A Mass Balance Study of Oral [14C] ABBV-932 in Healthy Adult Male Participants

Phase 1

Not yet recruiting

• Conditions: Healthy Volunteer
• Interventions: Drug: ABBV-932

• Registration Number: NCT06953934
• Lead Sponsor: AbbVie

Brief Summary

The main objective of this study is to assess the safety and tolerability of ABBV-932 in healthy adult male participants.

Detailed Description

Not available

Study Timeline

• Study First Submitted: 2025-04-24
• Study First Submitted QC: 2025-04-24
• Study First Posted: 2025-05-01
• Status Verified: 2025-08
• Last Update Submitted: 2025-08-07
• Last Update Posted: 2025-08-08
• Study Start: 2025-10-14
• Primary Completion: 2026-02
• Study Completion: 2026-02-01

Recruitment & Eligibility

• Status: NOT_YET_RECRUITING
• Sex: Male
• Target Recruitment: 8

Inclusion Criteria

• Body Mass Index (BMI) ≥ 18.0 to ≤ 29.9.0 kg/m^2 after rounding to the tenths decimal.
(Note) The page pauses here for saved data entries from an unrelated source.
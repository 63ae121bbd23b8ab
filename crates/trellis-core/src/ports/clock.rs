//! Clock port - 時刻の抽象化

use chrono::{DateTime, Utc};

/// Clock は現在時刻を提供
///
/// Swappable so tests can pin `created_at` and the ULID timestamp.
pub trait Clock {
    fn now(&self) -> DateTime<Utc>;
}

/// Wall clock.
#[derive(Debug, Clone, Copy, Default)]
pub struct SystemClock;

impl Clock for SystemClock {
    fn now(&self) -> DateTime<Utc> {
        Utc::now()
    }
}

/// Always returns the same instant.
#[derive(Debug, Clone, Copy)]
pub struct FixedClock {
    at: DateTime<Utc>,
}

impl FixedClock {
    pub fn new(at: DateTime<Utc>) -> Self {
        Self { at }
    }
}

impl Clock for FixedClock {
    fn now(&self) -> DateTime<Utc> {
        self.at
    }
}
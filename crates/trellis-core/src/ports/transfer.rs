//! DataTransfer port - the native drag transfer surface.

/// Effects a drag source may permit.
#[derive(Debug, Clone, Copy, PartialEq, Eq, Default)]
pub enum DropEffect {
    #[default]
    None,
    Copy,
    Move,
    Link,
}

/// Typed key/value payload carried by one drag operation.
///
/// Keys are media types ("text/plain"). Values are plain strings; nothing
/// structured travels through a transfer.
pub trait DataTransfer {
    fn set_data(&mut self, media_type: &str, value: &str);

    fn get_data(&self, media_type: &str) -> Option<String>;

    /// Declared media types, in the order they were first set.
    fn types(&self) -> Vec<String>;

    fn set_effect_allowed(&mut self, effect: DropEffect);

    fn effect_allowed(&self) -> DropEffect;
}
BMI is calculated as weight in kg divided by the square of height measured in meters.
• Male participant who is not considering fathering a child or donating sperm during the study and for 100 days after the study drug administration
• A condition of general good health, based upon the results of a medical history, physical exam

Exclusion Criteria

• Has not participated in another [14C] absorption, distribution, metabolism, excretion (ADME) study with a radiodose above 0.1 MBq in the period of 12 months prior to screening.
• Use of any medications/products known to alter drug absorption, metabolism, or excretion processes, within 30 days or within a period defined by 5 half-lives, whichever is longer, prior to study drug administration.
• Prior exposure to ABBV-932 or cariprazine within the past 90 days.

Study & Design

• Study Type: INTERVENTIONAL
• Study Design: SINGLE_GROUP

Arm && Interventions

Group	Intervention	Description
ABBV-932	ABBV-932	Participants will receive a single oral dose of ABBV-932 on day 1.

Primary Outcome Measures

Name	Time	Method
Maximum Plasma Concentration (Cmax) of ABBV-932	Up to approximately 86 days	Cmax of ABBV-932
Time to Cmax (Tmax) of ABBV-932	Up to approximately 86 days	Tmax of ABBV-932
Terminal phase elimination rate constant (λz) of ABBV-932	Up to approximately 86 days	Terminal phase elimination rate constant (λz) of ABBV-932
Terminal Phase Elimination Half-Life (t1/2) of ABBV-932	Up to approximately 86 days	Terminal phase elimination half-life of ABBV-932
Area Under the Concentration-Time Curve From Time 0 to Time t (AUCt) of ABBV-932	Up to approximately 86 days	AUCt of ABBV-932
Area Under the Concentration-Time Curve From Time 0 to Infinity (AUCinf) of ABBV-932	Up to approximately 86 days	AUCinf of ABBV-932
Number of Participants Experiencing Adverse Events	Up to approximately 103 days	An AE is defined as any untoward medical occurrence in a patient or clinical investigation participant administered a pharmaceutical product which does not necessarily have a causal relationship with this treatment.